Boys and girls were equally distributed (57.6% and 42.4% each) in the study population, but prevalence of depression was found to be slightly higher among females than males with increasing standards (11th and 12th) which are consistent with the results of earlier studies [24,25]. They also mentioned high rate of depression in adolescent females attributed to hormonal differences . Depression among the females was more prevalent (41.8%) as compared to that among males (35%). However, there was no statistical association between gender and depression. In one study, females had higher prevalence (62%) than the males (40.5%) . Factors like self-esteem, coping ability, support from parents may explain these differences.
This study reported higher prevalence among students in class 10th, 11th and 12th students (59.6%, 63.2%, and 70.3% respectively) as compared to Class 8th and 9th (42.7%, 48.9% respectively). Similarly, other studies have also reported a higher prevalence of depression in 10th and 12th division students due to the pressure of academic performance in the board examinations . In the present study, it was observed that prevalence of depression among students from nuclear families was higher as compared to those from joint families. Similar observation was found in the study by Jha KK et al., .
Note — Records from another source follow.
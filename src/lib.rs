//! The library code for the `writan` static-content build tool. `writan`
//! mirrors an input directory tree into an output tree, executing an
//! embedded script language inside eligible text files before writing them
//! out. A build pass can generally be broken down into two distinct steps:
//!
//! 1. Rendering each transformable file through the template pipeline
//!    ([`crate::pipeline`])
//! 2. Reconciling the output tree against the input tree
//!    ([`crate::sync`])
//!
//! Of the two, the first is the more involved. It is itself composed of
//! four sub-steps, applied per file:
//!
//! 1. Tokenizing the source into literal and code regions
//!    ([`crate::token`]) and compiling them into a program in the embedded
//!    language ([`crate::compile`])
//! 2. Populating the file's evaluation context through the extender
//!    pipeline ([`crate::extend`]): metadata, helpers, the recursive
//!    `render` include primitive, the feed writer
//! 3. Interpreting the program against the context ([`crate::eval`]),
//!    which may recursively re-enter the pipeline via `render`
//! 4. Post-processing the evaluated output through the transformer
//!    pipeline ([`crate::transform`]), which may rewrite the destination
//!    file name
//!
//! The second step is a lock-step walk of both trees: stale output entries
//! are deleted, transformable files are recomputed unconditionally, static
//! files are copied when missing or out of date, and emptied output
//! directories are pruned. The orchestrator ([`crate::build`]) owns one
//! pass; the binary wires it to a filesystem watcher for rebuild-on-change.

#![cfg_attr(feature = "fail-on-warnings", deny(warnings))]

pub mod build;
pub mod compile;
pub mod config;
pub mod eval;
pub mod extend;
pub mod feed;
pub mod markdown;
pub mod pipeline;
pub mod script;
pub mod sync;
pub mod token;
pub mod transform;
pub mod value;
The study also shows lowest prevalence of depression among students who was born first in the family, and prevalence rate peaking in students who were third, fourth and fifth order. This is consistent with a previous study . Percentage distribution of depression in relation to birth order in this study was: first (51.1%), second (53.1%), third (59.2%), fourth (63.3%), and fifth (75.0%) [Table/Fig-2]. Jha KK et al., reported lowest prevalence of depression among students who were born first in the family; prevalence rate peaking in students with birth order three, and then dipping in students with birth order fourth and above .
The socio-economic status of the children enrolled in this study was not known. This was not done due to the practical problem of enquiring about the income of the family to minors who wouldn’t be aware of it. This was a school-based study in which those registered with the school were enrolled for the study. The adolescents who were not registered in the school might be from vulnerable section of society who are more prone for depression. The study was based on the response to CES-DC Scale (in Gujarati) by the students themselves and there may be some inaccuracy in the results.
The translated version of the CES-DC is a valid and reliable tool to assess depressive symptoms in school going adolescents among Gujarati children. The CES-DC scale is simple, short, easy-to-use questionnaire, to identify at-risk population and associated factors, which could be utilised in a general practice setting to screen adolescents for depression. Students should receive life skills education in school to learn coping skills and to mitigate other factors responsible for depression. Raising awareness amongst stake holders [parents, teachers and students] is also required. Active, early intervention can help prevent worsening of depression and its impact on life.